REQUIREMENT:
From the first line to the last, output the material exactly.

EXTRACTED MATERIAL:
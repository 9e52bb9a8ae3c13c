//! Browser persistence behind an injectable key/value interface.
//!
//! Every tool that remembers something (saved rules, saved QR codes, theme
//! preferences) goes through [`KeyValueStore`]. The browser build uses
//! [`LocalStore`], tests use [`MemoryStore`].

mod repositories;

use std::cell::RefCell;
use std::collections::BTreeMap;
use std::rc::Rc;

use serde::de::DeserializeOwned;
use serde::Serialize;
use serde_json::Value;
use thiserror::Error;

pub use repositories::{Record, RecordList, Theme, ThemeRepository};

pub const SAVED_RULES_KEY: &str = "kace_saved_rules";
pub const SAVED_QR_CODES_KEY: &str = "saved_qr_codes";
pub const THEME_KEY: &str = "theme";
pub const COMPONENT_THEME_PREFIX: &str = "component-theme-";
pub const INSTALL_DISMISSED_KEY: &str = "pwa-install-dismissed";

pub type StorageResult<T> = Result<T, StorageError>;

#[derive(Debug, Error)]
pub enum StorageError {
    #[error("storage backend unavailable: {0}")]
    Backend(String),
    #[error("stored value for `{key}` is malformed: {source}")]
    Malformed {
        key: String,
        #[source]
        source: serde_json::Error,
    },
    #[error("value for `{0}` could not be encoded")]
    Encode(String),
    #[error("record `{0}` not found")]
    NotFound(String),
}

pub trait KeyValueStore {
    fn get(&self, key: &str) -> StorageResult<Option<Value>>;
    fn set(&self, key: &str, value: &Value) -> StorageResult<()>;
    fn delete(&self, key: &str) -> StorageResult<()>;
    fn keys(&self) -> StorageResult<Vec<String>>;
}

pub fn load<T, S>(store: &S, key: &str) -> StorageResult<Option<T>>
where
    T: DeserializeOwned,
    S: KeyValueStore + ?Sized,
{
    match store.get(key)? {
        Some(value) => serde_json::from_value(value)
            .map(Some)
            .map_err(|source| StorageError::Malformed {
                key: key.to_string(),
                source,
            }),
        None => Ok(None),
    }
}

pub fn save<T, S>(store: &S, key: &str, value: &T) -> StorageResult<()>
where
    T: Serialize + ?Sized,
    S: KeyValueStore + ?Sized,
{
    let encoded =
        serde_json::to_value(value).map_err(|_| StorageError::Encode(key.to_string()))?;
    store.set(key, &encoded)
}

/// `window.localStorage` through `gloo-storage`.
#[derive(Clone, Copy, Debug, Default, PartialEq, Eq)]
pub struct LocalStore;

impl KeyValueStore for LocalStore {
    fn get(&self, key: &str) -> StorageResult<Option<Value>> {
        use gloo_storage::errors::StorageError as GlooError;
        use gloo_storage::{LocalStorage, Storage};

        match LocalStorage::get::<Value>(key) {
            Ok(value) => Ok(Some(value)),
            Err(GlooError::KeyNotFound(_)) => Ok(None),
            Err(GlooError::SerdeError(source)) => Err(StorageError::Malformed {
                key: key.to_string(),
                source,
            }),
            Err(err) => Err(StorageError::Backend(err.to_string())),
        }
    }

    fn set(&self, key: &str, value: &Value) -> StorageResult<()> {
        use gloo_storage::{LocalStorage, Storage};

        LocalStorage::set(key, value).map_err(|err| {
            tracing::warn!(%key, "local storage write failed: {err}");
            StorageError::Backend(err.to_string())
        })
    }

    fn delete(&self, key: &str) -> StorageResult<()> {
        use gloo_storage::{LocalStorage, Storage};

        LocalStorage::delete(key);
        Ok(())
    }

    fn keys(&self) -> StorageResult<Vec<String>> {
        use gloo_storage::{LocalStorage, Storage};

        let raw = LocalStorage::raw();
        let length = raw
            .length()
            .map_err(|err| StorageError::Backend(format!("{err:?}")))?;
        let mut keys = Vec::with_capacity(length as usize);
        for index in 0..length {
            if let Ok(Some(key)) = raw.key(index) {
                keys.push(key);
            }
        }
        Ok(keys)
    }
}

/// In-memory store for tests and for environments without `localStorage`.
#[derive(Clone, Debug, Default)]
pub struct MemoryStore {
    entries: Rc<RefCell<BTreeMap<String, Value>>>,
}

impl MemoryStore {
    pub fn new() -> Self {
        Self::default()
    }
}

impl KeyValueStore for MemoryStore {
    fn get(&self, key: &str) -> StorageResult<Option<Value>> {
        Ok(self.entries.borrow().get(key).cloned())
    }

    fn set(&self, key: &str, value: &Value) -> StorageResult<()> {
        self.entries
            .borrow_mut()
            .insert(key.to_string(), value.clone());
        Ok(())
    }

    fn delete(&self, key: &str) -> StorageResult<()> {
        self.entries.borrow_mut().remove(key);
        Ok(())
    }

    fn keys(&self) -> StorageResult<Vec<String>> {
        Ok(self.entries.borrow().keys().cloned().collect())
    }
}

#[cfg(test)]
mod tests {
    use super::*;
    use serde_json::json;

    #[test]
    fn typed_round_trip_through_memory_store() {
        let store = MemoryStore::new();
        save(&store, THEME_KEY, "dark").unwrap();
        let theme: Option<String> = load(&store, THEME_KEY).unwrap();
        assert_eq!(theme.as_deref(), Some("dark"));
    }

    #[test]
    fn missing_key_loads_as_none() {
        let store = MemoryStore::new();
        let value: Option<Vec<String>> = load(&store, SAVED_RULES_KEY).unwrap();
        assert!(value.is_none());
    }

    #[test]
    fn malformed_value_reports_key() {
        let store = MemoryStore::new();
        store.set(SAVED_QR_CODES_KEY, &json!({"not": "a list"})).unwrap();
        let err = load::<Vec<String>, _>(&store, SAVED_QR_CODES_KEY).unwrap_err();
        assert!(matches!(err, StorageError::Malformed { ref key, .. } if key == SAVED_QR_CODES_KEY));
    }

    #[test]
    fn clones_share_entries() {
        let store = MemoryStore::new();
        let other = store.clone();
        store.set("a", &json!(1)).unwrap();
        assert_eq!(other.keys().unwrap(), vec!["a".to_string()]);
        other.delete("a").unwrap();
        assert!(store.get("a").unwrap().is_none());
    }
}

COMPLETED EXERCISE:
repository 9e52bb9a8ae3c13c
//! Browser persistence behind an injectable key/value interface.
//!
//! Every tool that remembers something (saved rules, saved QR codes, theme
//! preferences) goes through [`KeyValueStore`]. The browser build uses
//! [`LocalStore`], tests use [`MemoryStore`].

mod repositories;

use std::cell::RefCell;
use std::collections::BTreeMap;
use std::rc::Rc;

use serde::de::DeserializeOwned;
use serde::Serialize;
use serde_json::Value;
use thiserror::Error;

pub use repositories::{Record, RecordList, Theme, ThemeRepository};

pub const SAVED_RULES_KEY: &str = "kace_saved_rules";
pub const SAVED_QR_CODES_KEY: &str = "saved_qr_codes";
pub const THEME_KEY: &str = "theme";
pub const COMPONENT_THEME_PREFIX: &str = "component-theme-";
pub const INSTALL_DISMISSED_KEY: &str = "pwa-install-dismissed";

pub type StorageResult<T> = Result<T, StorageError>;

#[derive(Debug, Error)]
pub enum StorageError {
    #[error("storage backend unavailable: {0}")]
    Backend(String),
    #[error("stored value for `{key}` is malformed: {source}")]
    Malformed {
        key: String,
        #[source]
        source: serde_json::Error,
    },
    #[error("value for `{0}` could not be encoded")]
    Encode(String),
    #[error("record `{0}` not found")]
    NotFound(String),
}

pub trait KeyValueStore {
    fn get(&self, key: &str) -> StorageResult<Option<Value>>;
    fn set(&self, key: &str, value: &Value) -> StorageResult<()>;
    fn delete(&self, key: &str) -> StorageResult<()>;
    fn keys(&self) -> StorageResult<Vec<String>>;
}

pub fn load<T, S>(store: &S, key: &str) -> StorageResult<Option<T>>
where
    T: DeserializeOwned,
    S: KeyValueStore + ?Sized,
{
    match store.get(key)? {
        Some(value) => serde_json::from_value(value)
            .map(Some)
            .map_err(|source| StorageError::Malformed {
                key: key.to_string(),
                source,
            }),
        None => Ok(None),
    }
}

pub fn save<T, S>(store: &S, key: &str, value: &T) -> StorageResult<()>
where
    T: Serialize + ?Sized,
    S: KeyValueStore + ?Sized,
{
    let encoded =
        serde_json::to_value(value).map_err(|_| StorageError::Encode(key.to_string()))?;
    store.set(key, &encoded)
}

/// `window.localStorage` through `gloo-storage`.
#[derive(Clone, Copy, Debug, Default, PartialEq, Eq)]
pub struct LocalStore;

impl KeyValueStore for LocalStore {
    fn get(&self, key: &str) -> StorageResult<Option<Value>> {
        use gloo_storage::errors::StorageError as GlooError;
        use gloo_storage::{LocalStorage, Storage};

        match LocalStorage::get::<Value>(key) {
            Ok(value) => Ok(Some(value)),
            Err(GlooError::KeyNotFound(_)) => Ok(None),
            Err(GlooError::SerdeError(source)) => Err(StorageError::Malformed {
                key: key.to_string(),
                source,
            }),
            Err(err) => Err(StorageError::Backend(err.to_string())),
        }
    }

    fn set(&self, key: &str, value: &Value) -> StorageResult<()> {
        use gloo_storage::{LocalStorage, Storage};

        LocalStorage::set(key, value).map_err(|err| {
            tracing::warn!(%key, "local storage write failed: {err}");
            StorageError::Backend(err.to_string())
        })
    }

    fn delete(&self, key: &str) -> StorageResult<()> {
        use gloo_storage::{LocalStorage, Storage};

        LocalStorage::delete(key);
        Ok(())
    }

    fn keys(&self) -> StorageResult<Vec<String>> {
        use gloo_storage::{LocalStorage, Storage};

        let raw = LocalStorage::raw();
        let length = raw
            .length()
            .map_err(|err| StorageError::Backend(format!("{err:?}")))?;
        let mut keys = Vec::with_capacity(length as usize);
        for index in 0..length {
            if let Ok(Some(key)) = raw.key(index) {
                keys.push(key);
            }
        }
        Ok(keys)
    }
}

/// In-memory store for tests and for environments without `localStorage`.
#[derive(Clone, Debug, Default)]
pub struct MemoryStore {
    entries: Rc<RefCell<BTreeMap<String, Value>>>,
}

impl MemoryStore {
    pub fn new() -> Self {
        Self::default()
    }
}

impl KeyValueStore for MemoryStore {
    fn get(&self, key: &str) -> StorageResult<Option<Value>> {
        Ok(self.entries.borrow().get(key).cloned())
    }

    fn set(&self, key: &str, value: &Value) -> StorageResult<()> {
        self.entries
            .borrow_mut()
            .insert(key.to_string(), value.clone());
        Ok(())
    }

    fn delete(&self, key: &str) -> StorageResult<()> {
        self.entries.borrow_mut().remove(key);
        Ok(())
    }

    fn keys(&self) -> StorageResult<Vec<String>> {
        Ok(self.entries.borrow().keys().cloned().collect())
    }
}

#[cfg(test)]
mod tests {
    use super::*;
    use serde_json::json;

    #[test]
    fn typed_round_trip_through_memory_store() {
        let store = MemoryStore::new();
        save(&store, THEME_KEY, "dark").unwrap();
        let theme: Option<String> = load(&store, THEME_KEY).unwrap();
        assert_eq!(theme.as_deref(), Some("dark"));
    }

    #[test]
    fn missing_key_loads_as_none() {
        let store = MemoryStore::new();
        let value: Option<Vec<String>> = load(&store, SAVED_RULES_KEY).unwrap();
        assert!(value.is_none());
    }

    #[test]
    fn malformed_value_reports_key() {
        let store = MemoryStore::new();
        store.set(SAVED_QR_CODES_KEY, &json!({"not": "a list"})).unwrap();
        let err = load::<Vec<String>, _>(&store, SAVED_QR_CODES_KEY).unwrap_err();
        assert!(matches!(err, StorageError::Malformed { ref key, .. } if key == SAVED_QR_CODES_KEY));
    }

    #[test]
    fn clones_share_entries() {
        let store = MemoryStore::new();
        let other = store.clone();
        store.set("a", &json!(1)).unwrap();
        assert_eq!(other.keys().unwrap(), vec!["a".to_string()]);
        other.delete("a").unwrap();
        assert!(store.get("a").unwrap().is_none());
    }
}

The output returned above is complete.